Dates That Take Up Less Space: Formatting the x-axis in ggplot

March 2018 ยท 8 minute read

Work compels me to look at a lot of charts of stuff changing over time. The workflow is good for the purpose - an R script gets the data from a database, does a bunch of stuff, and outputs a bunch of image files of ggplot charts.

Of course ggplot is great and it works really well for most of my work-charting needs. But, like any tool, there are some frustrations. Today the struggle is figuring out how to label a date axis in a way that’s comprehensible but compact.

I tried a bunch of options; built-in-formatting, a custom date formatter, annotations… Some things worked better than others.

Because I can’t share the real data I use, I downloaded some historical data on temperatures in Oshawa from the Canadian Government’s climate data archive at: http://climate.weather.gc.ca/historical_data/search_historic_data_e.html

This data isn’t all that interesting, and it has some missing values, etc. But for this purpose I want something easy to work with and simple. So hey, good enough, right? It has monthly values across multiple years, and some of those values are higher than others. What more could you want?
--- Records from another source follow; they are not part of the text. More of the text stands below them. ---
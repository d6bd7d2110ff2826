//! Error types for the live file cache.

use std::io;
use std::path::PathBuf;
use thiserror::Error;

/// Errors raised while building or maintaining the file cache.
#[derive(Debug, Error)]
pub enum LiveFilesError {
	/// The served root directory could not be read.
	#[error("Root directory unavailable: {}: {source}", path.display())]
	RootUnavailable {
		/// Configured root.
		path: PathBuf,
		/// Underlying I/O failure.
		source: io::Error,
	},

	/// A file or directory below the root could not be read.
	#[error("IO error on {}: {source}", path.display())]
	Io {
		/// Path being read.
		path: PathBuf,
		/// Underlying I/O failure.
		source: io::Error,
	},

	/// A path handed to the cache does not live below the served root.
	#[error("Path is outside the served root: {}", .0.display())]
	OutsideRoot(PathBuf),

	/// The change-notification facility could not be created.
	#[error("Watch facility unavailable: {0}")]
	WatchUnavailable(notify::Error),

	/// The change-notification facility rejected a request.
	#[error("Watch error: {0}")]
	Watch(#[from] notify::Error),

	/// The notification channel was closed by its producer.
	#[error("Watcher channel closed")]
	WatcherClosed,

	/// `start()` was called after the reconciliation loop was already launched.
	#[error("Reconciliation loop already started")]
	AlreadyStarted,

	/// The background thread or its runtime could not be created.
	#[error("Runtime error: {0}")]
	Runtime(io::Error),

	/// Configuration values failed validation.
	#[error("Invalid configuration: {0}")]
	InvalidConfig(String),

	/// Configuration text could not be parsed.
	#[error("Config parse error: {0}")]
	ConfigParse(#[from] toml::de::Error),
}

impl LiveFilesError {
	/// Wraps an I/O error with the path that caused it.
	pub fn io(path: impl Into<PathBuf>, source: io::Error) -> Self {
		Self::Io {
			path: path.into(),
			source,
		}
	}

	/// Returns `true` for errors that abort initialization.
	///
	/// Everything else is logged by the cache and the affected path is left out.
	pub fn is_fatal(&self) -> bool {
		matches!(
			self,
			Self::RootUnavailable { .. }
				| Self::WatchUnavailable(_)
				| Self::Runtime(_)
				| Self::InvalidConfig(_)
				| Self::ConfigParse(_)
		)
	}
}

/// Result type alias for cache operations.
pub type Result<T> = std::result::Result<T, LiveFilesError>;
If you are as worried about formatting date axes as I am, you probably have data of your own to use. If you don’t, here’s your chance to learn about the monthly average tempatures in Oshawa, Ontario.

The data has columns for the first of the month, the month number, the year number, and the mean monthly temperature (Celsius).

osh_data

After making sure the report month is formatted as a date, I’ll plot the default….

ggplot(oshawa, aes(x=ReportDate, y=MeanTemp)) +
  geom_line(colour = "#3E4E68") +
  geom_line(stat="smooth", method="loess", colour = "red", alpha = 0.4) +
  labs(title = "Mean Monthly Temperature In Oshawa",
       y = "Temp (Celsius)",
       x = "Measure Date")

default

Not so good. It’s easy to tell where January is, and July… The summer looks a lot warmer than the winter. If I had a really long series and only cared about a trend, this might work, I guess.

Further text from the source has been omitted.